Cette ouverture jeta ma mère en grande émotion : — « Cela n’est pas proposable, me répondit-elle ; je me garderai bien d’en parler à ton père ; il connaît trop bien tes véritables intérêts pour donner son assentiment à une chose qui te serait si funeste. Je trouve étrange que tu puisses encore y songer après l’entretien que tu as eu avec lui et l’affabilité et les expressions tendres dont je sais qu’il a usé envers toi. En un mot, si tu veux absolument aller te perdre, je n’y vois point de remède ; mais tu peux être assuré de n’obtenir jamais notre approbation.
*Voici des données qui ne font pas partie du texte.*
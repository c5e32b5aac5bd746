/// Dataset loading for the results store
use crate::database::{ResultsDatabase, Result};
use instant::Instant;
use serde::{Deserialize, Serialize};
use std::fmt;
use std::path::{Path, PathBuf};

#[derive(Debug, thiserror::Error)]
pub enum DatasetError {
    #[error("I/O error reading {path}: {source}")]
    Io {
        path: PathBuf,
        #[source]
        source: std::io::Error,
    },
    #[error("Invalid dataset: {0}")]
    Json(#[from] serde_json::Error),
}

/// A self-contained election results dataset, as produced by the ETL step.
#[derive(Debug, Clone, Default, Serialize, Deserialize)]
pub struct Dataset {
    #[serde(default)]
    pub regions: Vec<RegionRecord>,
    #[serde(default)]
    pub parties: Vec<PartyRecord>,
    #[serde(default)]
    pub candidates: Vec<CandidateRecord>,
    #[serde(default)]
    pub candidate_parties: Vec<CandidatePartyRecord>,
    #[serde(default)]
    pub ballots: Vec<BallotRecord>,
}

#[derive(Debug, Clone, Serialize, Deserialize)]
pub struct RegionRecord {
    pub department_code: i64,
    pub department_name: String,
}

#[derive(Debug, Clone, Serialize, Deserialize)]
pub struct PartyRecord {
    pub id: i64,
    pub name: String,
}

#[derive(Debug, Clone, Serialize, Deserialize)]
pub struct CandidateRecord {
    pub id: i64,
    pub name: String,
}

#[derive(Debug, Clone, Serialize, Deserialize)]
pub struct CandidatePartyRecord {
    pub id: i64,
    pub candidate_id: i64,
    pub party_id: i64,
    #[serde(default)]
    pub courant: Option<String>,
}

#[derive(Debug, Clone, Serialize, Deserialize)]
pub struct BallotRecord {
    pub circonscription: i64,
    pub region_code: i64,
    pub annee: String,
    #[serde(default)]
    pub final_round: bool,
    #[serde(default)]
    pub is_legis: bool,
    #[serde(default)]
    pub meta: Option<MetaInfoRecord>,
    #[serde(default)]
    pub results: Vec<ResultRecord>,
}

#[derive(Debug, Clone, Copy, Serialize, Deserialize)]
pub struct MetaInfoRecord {
    pub inscripts: i64,
    pub votants: i64,
    pub nullparts: i64,
    pub exprimes: i64,
}

#[derive(Debug, Clone, Copy, Serialize, Deserialize)]
pub struct ResultRecord {
    pub candidate_party_id: i64,
    pub value: i64,
}

impl Dataset {
    pub fn from_json_str(json: &str) -> std::result::Result<Self, DatasetError> {
        Ok(serde_json::from_str(json)?)
    }

    pub fn from_path(path: &Path) -> std::result::Result<Self, DatasetError> {
        let contents = std::fs::read_to_string(path).map_err(|source| DatasetError::Io {
            path: path.to_path_buf(),
            source,
        })?;
        Self::from_json_str(&contents)
    }
}

impl BallotRecord {
    fn label(&self) -> String {
        format!(
            "{} dept {} circ {} {}{}",
            self.annee,
            self.region_code,
            self.circonscription,
            if self.final_round { "T2" } else { "T1" },
            if self.is_legis { " legis" } else { "" }
        )
    }
}

/// Inconsistency in the raw counters of one ballot. Reported, never rejected.
#[derive(Debug, Clone, PartialEq, Eq)]
pub enum QualityIssue {
    MissingMetaInfo,
    TurnoutExceedsRegistered { votants: i64, inscripts: i64 },
    CountsExceedTurnout { exprimes: i64, nullparts: i64, votants: i64 },
    ResultsMismatch { results_total: i64, exprimes: i64 },
}

#[derive(Debug, Clone, PartialEq, Eq)]
pub struct QualityWarning {
    pub ballot: String,
    pub issue: QualityIssue,
}

impl fmt::Display for QualityWarning {
    fn fmt(&self, f: &mut fmt::Formatter<'_>) -> fmt::Result {
        write!(f, "{}: ", self.ballot)?;
        match &self.issue {
            QualityIssue::MissingMetaInfo => write!(f, "no meta info row"),
            QualityIssue::TurnoutExceedsRegistered { votants, inscripts } => {
                write!(f, "votants ({}) > inscripts ({})", votants, inscripts)
            }
            QualityIssue::CountsExceedTurnout {
                exprimes,
                nullparts,
                votants,
            } => write!(
                f,
                "exprimes + nullparts ({} + {}) > votants ({})",
                exprimes, nullparts, votants
            ),
            QualityIssue::ResultsMismatch {
                results_total,
                exprimes,
            } => write!(
                f,
                "candidate results sum to {} but exprimes is {}",
                results_total, exprimes
            ),
        }
    }
}

/// Check the counter invariants of every ballot in a dataset
pub fn check_quality(dataset: &Dataset) -> Vec<QualityWarning> {
    let mut warnings = Vec::new();

    for ballot in &dataset.ballots {
        let mut push = |issue| {
            warnings.push(QualityWarning {
                ballot: ballot.label(),
                issue,
            })
        };

        let meta = match ballot.meta {
            Some(meta) => meta,
            None => {
                push(QualityIssue::MissingMetaInfo);
                continue;
            }
        };

        if meta.votants > meta.inscripts {
            push(QualityIssue::TurnoutExceedsRegistered {
                votants: meta.votants,
                inscripts: meta.inscripts,
            });
        }
        if meta.exprimes + meta.nullparts > meta.votants {
            push(QualityIssue::CountsExceedTurnout {
                exprimes: meta.exprimes,
                nullparts: meta.nullparts,
                votants: meta.votants,
            });
        }

        let results_total: i64 = ballot.results.iter().map(|r| r.value).sum();
        if !ballot.results.is_empty() && results_total != meta.exprimes {
            push(QualityIssue::ResultsMismatch {
                results_total,
                exprimes: meta.exprimes,
            });
        }
    }

    warnings
}

#[derive(Debug, Default)]
pub struct IngestionSummary {
    pub regions: usize,
    pub parties: usize,
    pub candidates: usize,
    pub candidate_parties: usize,
    pub ballots: usize,
    pub results: usize,
    pub warnings: Vec<QualityWarning>,
    pub total_duration_ms: u64,
}

pub struct DatasetLoader {
    db: ResultsDatabase,
}

impl DatasetLoader {
    pub fn new(db: ResultsDatabase) -> Self {
        Self { db }
    }

    /// Load a dataset in a single transaction. Reference rows are upserted;
    /// a ballot that already exists aborts the whole load.
    pub async fn load(&self, dataset: &Dataset) -> Result<IngestionSummary> {
        let start = Instant::now();

        let warnings = check_quality(dataset);
        for warning in &warnings {
            tracing::warn!(%warning, "data quality");
        }

        let mut tx = self.db.pool().begin().await?;

        for region in &dataset.regions {
            sqlx::query(
                r#"
                INSERT INTO region (department_code, department_name)
                VALUES (?, ?)
                ON CONFLICT(department_code) DO UPDATE SET
                    department_name = excluded.department_name
                "#,
            )
            .bind(region.department_code)
            .bind(&region.department_name)
            .execute(&mut *tx)
            .await?;
        }

        for party in &dataset.parties {
            sqlx::query(
                r#"
                INSERT INTO parti (id, parti_name)
                VALUES (?, ?)
                ON CONFLICT(id) DO UPDATE SET parti_name = excluded.parti_name
                "#,
            )
            .bind(party.id)
            .bind(&party.name)
            .execute(&mut *tx)
            .await?;
        }

        for candidate in &dataset.candidates {
            sqlx::query(
                r#"
                INSERT INTO candidat (id, candidat_name)
                VALUES (?, ?)
                ON CONFLICT(id) DO UPDATE SET candidat_name = excluded.candidat_name
                "#,
            )
            .bind(candidate.id)
            .bind(&candidate.name)
            .execute(&mut *tx)
            .await?;
        }

        for binding in &dataset.candidate_parties {
            sqlx::query(
                r#"
                INSERT INTO candidat_parti (id, courant, candidat_id, parti_id)
                VALUES (?, ?, ?, ?)
                ON CONFLICT(id) DO UPDATE SET
                    courant = excluded.courant,
                    candidat_id = excluded.candidat_id,
                    parti_id = excluded.parti_id
                "#,
            )
            .bind(binding.id)
            .bind(&binding.courant)
            .bind(binding.candidate_id)
            .bind(binding.party_id)
            .execute(&mut *tx)
            .await?;
        }

        let mut result_count = 0usize;
        for ballot in &dataset.ballots {
            let urne_vote_id: i64 = sqlx::query_scalar(
                r#"
                INSERT INTO urne_vote (circonscription, region_code, annee, final_round, is_legis)
                VALUES (?, ?, ?, ?, ?)
                RETURNING id
                "#,
            )
            .bind(ballot.circonscription)
            .bind(ballot.region_code)
            .bind(&ballot.annee)
            .bind(ballot.final_round)
            .bind(ballot.is_legis)
            .fetch_one(&mut *tx)
            .await?;

            if let Some(meta) = &ballot.meta {
                sqlx::query(
                    r#"
                    INSERT INTO resultat_metainfo (urne_vote_id, inscripts, votants, nullparts, exprimes)
                    VALUES (?, ?, ?, ?, ?)
                    "#,
                )
                .bind(urne_vote_id)
                .bind(meta.inscripts)
                .bind(meta.votants)
                .bind(meta.nullparts)
                .bind(meta.exprimes)
                .execute(&mut *tx)
                .await?;
            }

            for result in &ballot.results {
                sqlx::query(
                    r#"
                    INSERT INTO resultat_candidat (urne_vote_id, candidat_parti_id, value)
                    VALUES (?, ?, ?)
                    "#,
                )
                .bind(urne_vote_id)
                .bind(result.candidate_party_id)
                .bind(result.value)
                .execute(&mut *tx)
                .await?;
                result_count += 1;
            }
        }

        tx.commit().await?;

        let summary = IngestionSummary {
            regions: dataset.regions.len(),
            parties: dataset.parties.len(),
            candidates: dataset.candidates.len(),
            candidate_parties: dataset.candidate_parties.len(),
            ballots: dataset.ballots.len(),
            results: result_count,
            warnings,
            total_duration_ms: start.elapsed().as_millis() as u64,
        };

        tracing::info!(
            ballots = summary.ballots,
            results = summary.results,
            warnings = summary.warnings.len(),
            duration_ms = summary.total_duration_ms,
            "dataset loaded"
        );

        Ok(summary)
    }
}
pub mod ingestion;
pub mod schema;

use sqlx::sqlite::{SqliteConnectOptions, SqlitePoolOptions};
use sqlx::SqlitePool;
use std::str::FromStr;

#[derive(Debug, thiserror::Error)]
pub enum DatabaseError {
    #[error("Store unavailable ({url}): {source}")]
    StoreUnavailable {
        url: String,
        #[source]
        source: sqlx::Error,
    },
    #[error("SQLite error: {0}")]
    Sqlx(#[from] sqlx::Error),
    #[error("Data integrity error: {0}")]
    Integrity(String),
}

pub type Result<T> = std::result::Result<T, DatabaseError>;

/// Handle on the election results store.
///
/// Every query takes one of these explicitly; cloning is cheap and shares the
/// underlying pool.
#[derive(Clone)]
pub struct ResultsDatabase {
    pool: SqlitePool,
}

impl ResultsDatabase {
    /// Open (or create) a database for reading and loading.
    pub async fn new(database_url: &str) -> Result<Self> {
        let options = parse_options(database_url)?.create_if_missing(true);
        let pool = SqlitePoolOptions::new()
            .max_connections(4)
            .connect_with(options)
            .await
            .map_err(|source| unavailable(database_url, source))?;

        Ok(Self { pool })
    }

    /// Open an existing database without write access. Fails with
    /// `StoreUnavailable` when the file is missing.
    pub async fn open_read_only(database_url: &str) -> Result<Self> {
        let options = parse_options(database_url)?.read_only(true);
        let pool = SqlitePoolOptions::new()
            .max_connections(4)
            .connect_with(options)
            .await
            .map_err(|source| unavailable(database_url, source))?;

        Ok(Self { pool })
    }

    /// In-memory store with a single long-lived connection, so that every
    /// query sees the same database.
    pub async fn create_in_memory() -> Result<Self> {
        let url = "sqlite::memory:";
        let pool = SqlitePoolOptions::new()
            .max_connections(1)
            .idle_timeout(None)
            .max_lifetime(None)
            .connect_with(parse_options(url)?)
            .await
            .map_err(|source| unavailable(url, source))?;

        Ok(Self { pool })
    }

    pub fn pool(&self) -> &SqlitePool {
        &self.pool
    }

    /// Row counts for every table, in schema order
    pub async fn table_counts(&self) -> Result<Vec<(&'static str, i64)>> {
        let mut counts = Vec::with_capacity(schema::TABLES.len());
        for table in schema::TABLES {
            let sql = format!("SELECT COUNT(*) FROM {}", table);
            let count: i64 = sqlx::query_scalar(&sql)
                .fetch_one(&self.pool)
                .await?;
            counts.push((*table, count));
        }
        Ok(counts)
    }

    pub async fn close(&self) {
        self.pool.close().await;
    }
}

fn parse_options(database_url: &str) -> Result<SqliteConnectOptions> {
    SqliteConnectOptions::from_str(database_url).map_err(|source| unavailable(database_url, source))
}

fn unavailable(database_url: &str, source: sqlx::Error) -> DatabaseError {
    DatabaseError::StoreUnavailable {
        url: database_url.to_string(),
        source,
    }
}

#[cfg(test)]
mod tests {
    use super::*;

    #[tokio::test]
    async fn in_memory_store_is_shared_across_queries() {
        let db = ResultsDatabase::create_in_memory().await.unwrap();
        schema::create_schema(db.pool()).await.unwrap();

        let counts = db.table_counts().await.unwrap();
        assert_eq!(counts.len(), schema::TABLES.len());
        assert!(counts.iter().all(|(_, count)| *count == 0));
    }

    #[tokio::test]
    async fn missing_database_is_reported_as_unavailable() {
        let result =
            ResultsDatabase::open_read_only("sqlite:/nonexistent-directory/election/mdb.db").await;

        match result {
            Err(DatabaseError::StoreUnavailable { url, .. }) => {
                assert!(url.contains("nonexistent-directory"));
            }
            Err(other) => panic!("unexpected error: {}", other),
            Ok(_) => panic!("opening a missing database should fail"),
        }
    }
}
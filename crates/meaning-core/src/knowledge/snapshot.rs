//! Immutable knowledge snapshot, swapped atomically between requests.
//!
//! A request takes one `Arc<KnowledgeSnapshot>` at its start and uses it to the end;
//! `publish` replaces the reference for later requests only.

use crate::error::MeaningResult;
use crate::files;
use crate::knowledge::library::VectorLibrary;
use crate::knowledge::rulebase::Rulebase;
use crate::knowledge::world_model::{ConceptGraph, WorldModel};
use crate::registry::Registry;
use serde::{Deserialize, Serialize};
use std::path::Path;
use std::sync::{Arc, RwLock};
use tracing::info;

/// Confidential keywords for the publication gatekeeper.
#[derive(Debug, Clone, Default, PartialEq, Serialize, Deserialize)]
pub struct MissionProfile {
    #[serde(default)]
    pub confidential_keywords: Vec<String>,
}

impl MissionProfile {
    /// `Ok(None)` when the file does not exist.
    pub fn load(path: &Path) -> MeaningResult<Option<Self>> {
        if !path.exists() {
            info!(target: "meaning::engine", path = %path.display(), "No mission profile; gatekeeper passes through");
            return Ok(None);
        }
        files::read_definition(path).map(Some)
    }
}

pub struct KnowledgeSnapshot {
    pub registry: Registry,
    pub rulebase: Rulebase,
    pub world_model: Arc<dyn WorldModel>,
    pub library: VectorLibrary,
    pub mission_profile: Option<MissionProfile>,
}

impl KnowledgeSnapshot {
    /// Registry only; empty rulebase, world model and library.
    pub fn new(registry: Registry) -> Self {
        Self {
            registry,
            rulebase: Rulebase::empty(),
            world_model: Arc::new(ConceptGraph::new()),
            library: VectorLibrary::default(),
            mission_profile: None,
        }
    }

    pub fn with_rulebase(mut self, rulebase: Rulebase) -> Self {
        self.rulebase = rulebase;
        self
    }

    pub fn with_world_model(mut self, world_model: Arc<dyn WorldModel>) -> Self {
        self.world_model = world_model;
        self
    }

    pub fn with_library(mut self, library: VectorLibrary) -> Self {
        self.library = library;
        self
    }

    pub fn with_mission_profile(mut self, profile: Option<MissionProfile>) -> Self {
        self.mission_profile = profile;
        self
    }
}

impl std::fmt::Debug for KnowledgeSnapshot {
    fn fmt(&self, f: &mut std::fmt::Formatter<'_>) -> std::fmt::Result {
        f.debug_struct("KnowledgeSnapshot")
            .field("dimensions", &self.registry.len())
            .field("rules", &self.rulebase.len())
            .field("library", &self.library.len())
            .field("mission_profile", &self.mission_profile.is_some())
            .finish()
    }
}

/// Shared holder for the current snapshot.
#[derive(Debug, Clone)]
pub struct SnapshotHandle {
    inner: Arc<RwLock<Arc<KnowledgeSnapshot>>>,
}

impl SnapshotHandle {
    pub fn new(snapshot: KnowledgeSnapshot) -> Self {
        Self {
            inner: Arc::new(RwLock::new(Arc::new(snapshot))),
        }
    }

    pub fn current(&self) -> Arc<KnowledgeSnapshot> {
        let guard = self.inner.read().unwrap_or_else(|p| p.into_inner());
        Arc::clone(&guard)
    }

    /// Replace the snapshot for subsequent requests. Returns the previous one.
    pub fn publish(&self, snapshot: KnowledgeSnapshot) -> Arc<KnowledgeSnapshot> {
        let next = Arc::new(snapshot);
        let mut guard = self.inner.write().unwrap_or_else(|p| p.into_inner());
        info!(target: "meaning::engine", dimensions = next.registry.len(), "Publishing knowledge snapshot");
        std::mem::replace(&mut *guard, next)
    }
}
Pour ma part, je ne veux point mettre la main à l’œuvre de ta destruction, et il ne sera jamais dit que ta mère se soit prêtée à une chose réprouvée par ton père. »

Nonobstant ce refus, comme je l’appris dans la suite, elle rapporta le tout à mon père, qui, profondément affecté, lui dit en soupirant : — « Ce garçon pourrait être heureux s’il voulait demeurer à la maison ; mais, s’il va courir le monde, il sera la créature la plus misérable qui ait jamais été : je n’y consentirai jamais. »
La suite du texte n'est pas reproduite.